- Task prompt -
Reproduce the records below in their entirety, character for character.

- Source information -

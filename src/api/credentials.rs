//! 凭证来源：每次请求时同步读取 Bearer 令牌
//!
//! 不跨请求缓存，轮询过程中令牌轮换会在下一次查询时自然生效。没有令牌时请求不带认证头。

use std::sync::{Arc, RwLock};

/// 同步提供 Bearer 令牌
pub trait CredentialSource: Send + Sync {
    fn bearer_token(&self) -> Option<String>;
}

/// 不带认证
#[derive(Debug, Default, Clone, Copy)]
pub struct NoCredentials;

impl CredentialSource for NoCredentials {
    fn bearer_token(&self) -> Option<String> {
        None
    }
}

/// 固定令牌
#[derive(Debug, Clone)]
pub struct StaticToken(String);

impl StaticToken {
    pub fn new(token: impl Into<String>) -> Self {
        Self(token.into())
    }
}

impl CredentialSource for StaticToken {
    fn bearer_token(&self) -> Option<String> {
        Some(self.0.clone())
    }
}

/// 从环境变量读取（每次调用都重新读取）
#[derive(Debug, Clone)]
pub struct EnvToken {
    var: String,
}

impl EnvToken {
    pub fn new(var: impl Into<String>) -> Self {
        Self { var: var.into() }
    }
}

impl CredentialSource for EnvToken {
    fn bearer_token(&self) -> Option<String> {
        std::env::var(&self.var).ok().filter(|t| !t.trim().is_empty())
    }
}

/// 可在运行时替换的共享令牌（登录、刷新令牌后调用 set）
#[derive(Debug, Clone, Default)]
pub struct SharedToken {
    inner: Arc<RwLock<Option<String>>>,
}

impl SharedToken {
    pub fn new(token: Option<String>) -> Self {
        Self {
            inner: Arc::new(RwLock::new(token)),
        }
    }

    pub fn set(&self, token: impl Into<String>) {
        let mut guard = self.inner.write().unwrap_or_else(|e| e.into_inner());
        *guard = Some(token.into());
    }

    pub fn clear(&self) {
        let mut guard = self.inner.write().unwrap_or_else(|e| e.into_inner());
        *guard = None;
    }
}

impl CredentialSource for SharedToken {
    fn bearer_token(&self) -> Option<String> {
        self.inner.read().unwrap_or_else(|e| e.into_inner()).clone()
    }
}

- Answer to the problem -
filename src/api/credentials.rs
//! 凭证来源：每次请求时同步读取 Bearer 令牌
//!
//! 不跨请求缓存，轮询过程中令牌轮换会在下一次查询时自然生效。没有令牌时请求不带认证头。

use std::sync::{Arc, RwLock};

/// 同步提供 Bearer 令牌
pub trait CredentialSource: Send + Sync {
    fn bearer_token(&self) -> Option<String>;
}

/// 不带认证
#[derive(Debug, Default, Clone, Copy)]
pub struct NoCredentials;

impl CredentialSource for NoCredentials {
    fn bearer_token(&self) -> Option<String> {
        None
    }
}

/// 固定令牌
#[derive(Debug, Clone)]
pub struct StaticToken(String);

impl StaticToken {
    pub fn new(token: impl Into<String>) -> Self {
        Self(token.into())
    }
}

impl CredentialSource for StaticToken {
    fn bearer_token(&self) -> Option<String> {
        Some(self.0.clone())
    }
}

/// 从环境变量读取（每次调用都重新读取）
#[derive(Debug, Clone)]
pub struct EnvToken {
    var: String,
}

impl EnvToken {
    pub fn new(var: impl Into<String>) -> Self {
        Self { var: var.into() }
    }
}

impl CredentialSource for EnvToken {
    fn bearer_token(&self) -> Option<String> {
        std::env::var(&self.var).ok().filter(|t| !t.trim().is_empty())
    }
}

/// 可在运行时替换的共享令牌（登录、刷新令牌后调用 set）
#[derive(Debug, Clone, Default)]
pub struct SharedToken {
    inner: Arc<RwLock<Option<String>>>,
}

impl SharedToken {
    pub fn new(token: Option<String>) -> Self {
        Self {
            inner: Arc::new(RwLock::new(token)),
        }
    }

    pub fn set(&self, token: impl Into<String>) {
        let mut guard = self.inner.write().unwrap_or_else(|e| e.into_inner());
        *guard = Some(token.into());
    }

    pub fn clear(&self) {
        let mut guard = self.inner.write().unwrap_or_else(|e| e.into_inner());
        *guard = None;
    }
}

impl CredentialSource for SharedToken {
    fn bearer_token(&self) -> Option<String> {
        self.inner.read().unwrap_or_else(|e| e.into_inner()).clone()
    }
}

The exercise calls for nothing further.